# Simulate data

Here we will draw $n=1,000$ from the model:
$$
X_i \sim N(\mu_x, \sigma^2_{x})\\
Y_i|X_i \sim N(\beta_0 + \beta_1 X_i + \beta_2X_i^2, \sigma^2_{y.x} )
$$
With parameters defined below.

In [1]:
import numpy as np
# simulate data
np.random.seed(10)
n = 10000
x = 0.5 + np.random.normal(0,1,n)
y = 2 + x + 3*(x**2) + np.random.normal(0,1,n)

The population average partial derivative is easy to compute analytically, and given by:

$$
\begin{align}
APD = E\left[\frac{\partial E[Y_i|X_i]}{\partial X_i}\right] &= \beta_1 + 2\times \beta_2 \times E[X_i]\\
&= 1 + 2\times (3)\times (0.5)\\
&= 4
\end{align}
$$

# Estimation and Inference

Using the plug-in principle, we can estimate the APD in two ways. First, if we know the analytical formula, like above, we can simply use the sample analogs:

$$
\widehat{APD} = \widehat{\beta}_1 + 2\times \widehat{\beta}_2 \times E_n[X_i]
$$

Where $E_n[X_i] = \frac{1}{n}\sum_{i} X_i$ is the empirical mean.

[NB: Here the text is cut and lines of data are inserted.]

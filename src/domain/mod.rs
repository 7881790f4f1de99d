use std::path::PathBuf;

/// Opaque stable identifier for a workflow. The event stream carries raw
/// strings; an empty id marks a malformed upstream event and is rejected at
/// the routing boundary, not here.
#[derive(Debug, Clone, PartialEq, Eq, PartialOrd, Ord, Hash)]
pub struct WorkflowId(String);

impl WorkflowId {
    pub fn new(id: impl Into<String>) -> Self {
        Self(id.into())
    }

    pub fn as_str(&self) -> &str {
        &self.0
    }

    pub fn is_empty(&self) -> bool {
        self.0.is_empty()
    }
}

impl std::fmt::Display for WorkflowId {
    fn fmt(&self, f: &mut std::fmt::Formatter<'_>) -> std::fmt::Result {
        f.write_str(&self.0)
    }
}

#[derive(Debug, Clone, Copy, PartialEq, Eq)]
pub enum LifecycleStatus {
    Running,
    Stopped,
    Failed,
}

impl LifecycleStatus {
    pub const fn label(self) -> &'static str {
        match self {
            Self::Running => "running",
            Self::Stopped => "stopped",
            Self::Failed => "failed",
        }
    }

    pub const fn is_running(self) -> bool {
        matches!(self, Self::Running)
    }
}

/// Roster entry produced by the roster collaborator. The roster reloads
/// wholesale and reorders freely; everything downstream binds by id.
#[derive(Debug, Clone, PartialEq, Eq)]
pub struct Workflow {
    pub id: WorkflowId,
    pub name: String,
    pub lifecycle: LifecycleStatus,
    pub epic_id: Option<String>,
    pub worktree_path: PathBuf,
}

#[derive(Debug, Clone, PartialEq, Eq)]
pub enum WorkflowValidationError {
    EmptyId,
    EmptyName,
}

impl Workflow {
    pub fn try_new(
        id: impl Into<String>,
        name: impl Into<String>,
        lifecycle: LifecycleStatus,
        epic_id: Option<String>,
        worktree_path: PathBuf,
    ) -> Result<Self, WorkflowValidationError> {
        let id = id.into();
        let name = name.into();
        if id.trim().is_empty() {
            return Err(WorkflowValidationError::EmptyId);
        }
        if name.trim().is_empty() {
            return Err(WorkflowValidationError::EmptyName);
        }

        Ok(Self {
            id: WorkflowId::new(id),
            name,
            lifecycle,
            epic_id: epic_id.filter(|epic| !epic.is_empty()),
            worktree_path,
        })
    }
}

#[derive(Debug, Clone, Copy, PartialEq, Eq, Default)]
pub enum AgentStatus {
    #[default]
    Unknown,
    Ready,
    Working,
    Waiting,
    Retired,
    Failed,
}

impl AgentStatus {
    pub const fn label(self) -> &'static str {
        match self {
            Self::Unknown => "unknown",
            Self::Ready => "ready",
            Self::Working => "working",
            Self::Waiting => "waiting",
            Self::Retired => "retired",
            Self::Failed => "failed",
        }
    }
}

#[derive(Debug, Clone, Copy, PartialEq, Eq)]
pub struct TokenUsage {
    pub input_tokens: u64,
    pub output_tokens: u64,
    pub context_tokens: u64,
}

/// One coherent chat message, reassembled from streamed fragments. Tool
/// calls stay isolated: deltas never merge into them.
#[derive(Debug, Clone, PartialEq, Eq)]
pub struct ChatMessage {
    pub text: String,
    pub tool_call: bool,
}

impl ChatMessage {
    pub fn plain(text: impl Into<String>) -> Self {
        Self {
            text: text.into(),
            tool_call: false,
        }
    }

    pub fn tool(text: impl Into<String>) -> Self {
        Self {
            text: text.into(),
            tool_call: true,
        }
    }
}

/// A publish/subscribe message exchanged between agents on a named channel.
/// Sub-kinds arrive as dotted strings from the bus ("message.posted"); only
/// conversational kinds survive routing.
#[derive(Debug, Clone, PartialEq, Eq)]
pub struct BusEvent {
    pub kind: String,
    pub channel: String,
    pub sender: String,
    pub body: String,
    pub ts: u64,
}

#[derive(Debug, Clone, Copy, PartialEq, Eq, Default)]
pub enum TreeDirection {
    #[default]
    Down,
    Up,
}

impl TreeDirection {
    pub const fn label(self) -> &'static str {
        match self {
            Self::Down => "down",
            Self::Up => "up",
        }
    }
}

#[derive(Debug, Clone, Copy, PartialEq, Eq, Default)]
pub enum TreeMode {
    #[default]
    Deps,
    Children,
}

impl TreeMode {
    pub const fn label(self) -> &'static str {
        match self {
            Self::Deps => "deps",
            Self::Children => "children",
        }
    }
}
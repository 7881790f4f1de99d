use crate::application::state_cache::{AgentPane, Protection, StateCache, WorkflowState};
use crate::domain::{AgentStatus, BusEvent, ChatMessage, TokenUsage, WorkflowId};
use crate::infrastructure::adapters::Clock;

/// Fixed prefix the agent runtime puts on tool-call output. Content
/// starting with it always opens a new message, delta flag or not.
pub const TOOL_CALL_MARKER: &str = "[tool-call]";

/// Bus sub-kinds worth showing; everything else is bus administration.
const RETAINED_BUS_KINDS: [&str; 2] = ["message.posted", "reply.posted"];

#[derive(Debug, Clone, PartialEq, Eq)]
pub enum OutputOrigin {
    Coordinator,
    Worker(String),
}

#[derive(Debug, Clone, PartialEq, Eq)]
pub enum OutputPayload {
    TokenUsage {
        usage: Option<TokenUsage>,
        queue_depth: u32,
    },
    Status {
        status: AgentStatus,
        phase: Option<String>,
    },
    Text {
        content: String,
        delta: bool,
    },
    WorkerSpawned,
    WorkerRetired,
}

#[derive(Debug, Clone, PartialEq, Eq)]
pub enum EventDetail {
    Output {
        origin: OutputOrigin,
        payload: OutputPayload,
    },
    Bus(BusEvent),
    Notice,
    WorkflowStopped,
}

/// The discriminated event as delivered by the subscription. The workflow
/// id rides beside the detail as a raw string because malformed upstream
/// events arrive with it empty.
#[derive(Debug, Clone, PartialEq, Eq)]
pub struct ConsoleEvent {
    pub workflow_id: String,
    pub detail: EventDetail,
}

#[derive(Debug, Clone, Copy, PartialEq, Eq)]
pub enum RouteOutcome {
    Applied,
    Ignored,
}

/// Classifies one inbound event and applies its mutation to the cache.
/// This is the only mutation funnel for workflow state; UI interactions go
/// through their own explicit paths.
pub fn route(
    cache: &mut StateCache,
    protection: &Protection<'_>,
    clock: Option<&dyn Clock>,
    event: ConsoleEvent,
) -> RouteOutcome {
    if event.workflow_id.is_empty() {
        return RouteOutcome::Ignored;
    }
    let id = WorkflowId::new(event.workflow_id);

    // Stop events tear the aggregate down without lazily recreating it;
    // a stop for an unknown workflow is an idempotent no-op.
    if matches!(event.detail, EventDetail::WorkflowStopped) {
        cache.remove(&id);
        return RouteOutcome::Applied;
    }

    let now_ms = clock.map(|clock| clock.now_millis());
    let state = cache.get_or_create(&id, protection, now_ms.unwrap_or(0));

    let applied = match event.detail {
        EventDetail::Output { origin, payload } => apply_output(state, &origin, payload),
        EventDetail::Bus(bus_event) => apply_bus_event(state, bus_event),
        EventDetail::Notice => {
            state.needs_attention = true;
            true
        }
        EventDetail::WorkflowStopped => false,
    };

    if applied && let Some(now_ms) = now_ms {
        state.last_update_ms = now_ms;
    }

    if applied {
        RouteOutcome::Applied
    } else {
        RouteOutcome::Ignored
    }
}

fn apply_output(state: &mut WorkflowState, origin: &OutputOrigin, payload: OutputPayload) -> bool {
    match payload {
        OutputPayload::WorkerSpawned => {
            let OutputOrigin::Worker(worker_id) = origin else {
                return false;
            };
            state.activate_worker(worker_id);
            state.worker_pane_mut(worker_id).status = AgentStatus::Ready;
            true
        }
        OutputPayload::WorkerRetired => {
            let OutputOrigin::Worker(worker_id) = origin else {
                return false;
            };
            state.retire_worker(worker_id);
            true
        }
        OutputPayload::TokenUsage { usage, queue_depth } => {
            let pane = origin_pane_mut(state, origin);
            // Heartbeats without usage data keep the prior bucket; an
            // empty flicker on every heartbeat is worse than a stale one.
            if let Some(usage) = usage {
                pane.usage = Some(usage);
            }
            pane.queue_depth = queue_depth;
            true
        }
        OutputPayload::Status { status, phase } => {
            let pane = origin_pane_mut(state, origin);
            pane.status = status;
            if let Some(phase) = phase {
                pane.phase = Some(phase);
            }
            true
        }
        OutputPayload::Text { content, delta } => {
            append_text(origin_pane_mut(state, origin), content, delta);
            true
        }
    }
}

fn origin_pane_mut<'a>(state: &'a mut WorkflowState, origin: &OutputOrigin) -> &'a mut AgentPane {
    match origin {
        OutputOrigin::Coordinator => &mut state.coordinator,
        OutputOrigin::Worker(worker_id) => state.worker_pane_mut(worker_id),
    }
}

/// Delta reassembly keyed on the origin's last message: a delta extends it
/// unless that message is a tool call or missing, in which case the delta
/// degrades to a fresh message.
fn append_text(pane: &mut AgentPane, content: String, delta: bool) {
    if content.starts_with(TOOL_CALL_MARKER) {
        pane.messages.push(ChatMessage::tool(content));
        return;
    }

    if delta
        && let Some(last) = pane.messages.last_mut()
        && !last.tool_call
    {
        last.text.push_str(&content);
        return;
    }

    pane.messages.push(ChatMessage::plain(content));
}

fn apply_bus_event(state: &mut WorkflowState, event: BusEvent) -> bool {
    if !RETAINED_BUS_KINDS.contains(&event.kind.as_str()) {
        return false;
    }
    state.push_bus_event(event);
    true
}
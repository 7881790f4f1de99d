use std::fs::{File, OpenOptions};
use std::io::{BufWriter, Write};
use std::path::Path;
use std::sync::Mutex;
use std::time::{SystemTime, UNIX_EPOCH};

use serde_json::{Map, Value};

/// One structured log line. `scope` names the subsystem (router, update,
/// tree, cache), `action` the thing that happened within it.
#[derive(Debug, Clone, PartialEq)]
pub struct Entry {
    pub ts: u64,
    pub scope: String,
    pub action: String,
    pub data: Value,
}

impl Entry {
    pub fn new(scope: impl Into<String>, action: impl Into<String>) -> Self {
        Self {
            ts: now_millis(),
            scope: scope.into(),
            action: action.into(),
            data: Value::Object(Map::new()),
        }
    }

    pub fn with_field(mut self, key: impl Into<String>, value: Value) -> Self {
        if let Value::Object(data) = &mut self.data {
            data.insert(key.into(), value);
        }
        self
    }

    pub fn to_json_value(&self) -> Value {
        let mut object = Map::new();
        object.insert("ts".to_string(), Value::from(self.ts));
        object.insert("scope".to_string(), Value::from(self.scope.clone()));
        object.insert("action".to_string(), Value::from(self.action.clone()));
        object.insert("data".to_string(), self.data.clone());
        Value::Object(object)
    }
}

fn now_millis() -> u64 {
    let Ok(duration) = SystemTime::now().duration_since(UNIX_EPOCH) else {
        return 0;
    };
    u64::try_from(duration.as_millis()).unwrap_or(u64::MAX)
}

pub trait EventLogger: Send {
    fn log(&self, entry: Entry);
}

pub struct NullEventLogger;

impl EventLogger for NullEventLogger {
    fn log(&self, _entry: Entry) {}
}

/// Append-only JSONL sink. Logging must never disturb the update loop, so
/// every failure path drops the entry silently.
pub struct FileEventLogger {
    writer: Mutex<BufWriter<File>>,
}

impl FileEventLogger {
    pub fn open(path: &Path) -> std::io::Result<Self> {
        let file = OpenOptions::new().create(true).append(true).open(path)?;
        Ok(Self {
            writer: Mutex::new(BufWriter::new(file)),
        })
    }
}

impl EventLogger for FileEventLogger {
    fn log(&self, entry: Entry) {
        let Ok(mut writer) = self.writer.lock() else {
            return;
        };

        let Ok(line) = serde_json::to_string(&entry.to_json_value()) else {
            return;
        };

        if writer.write_all(line.as_bytes()).is_err() {
            return;
        }
        if writer.write_all(b"\n").is_err() {
            return;
        }
        let _ = writer.flush();
    }
}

This leads to the following:

In [2]:
import statsmodels.formula.api as smf
data = {"x":x, "y":y}
# fit regression
ols=smf.ols(formula = 'y ~ x+np.power(x, 2)', data = data).fit()

# plug-in estimate of APD using analytical formula 
APD1 = ols.params[1] + 2*ols.params[2]*np.mean(x)
APD1

4.021505239645409

We obtain 4.02, which is pretty close to the truth.

Now, recall the derivative can be defined as :
    
$$
\left. \frac{\partial E[Y_i \mid X_i]}{\partial X_i}\right|_{X_i=x} = \lim_{h\to 0} \frac{E[Y_i \mid X_i= x +h] - E[Y_i \mid X_i = x - h]}{2h}
$$
    
This formula suggests an alternative to approximate the derivative numerically, by computing the above difference with a small enough $h$. 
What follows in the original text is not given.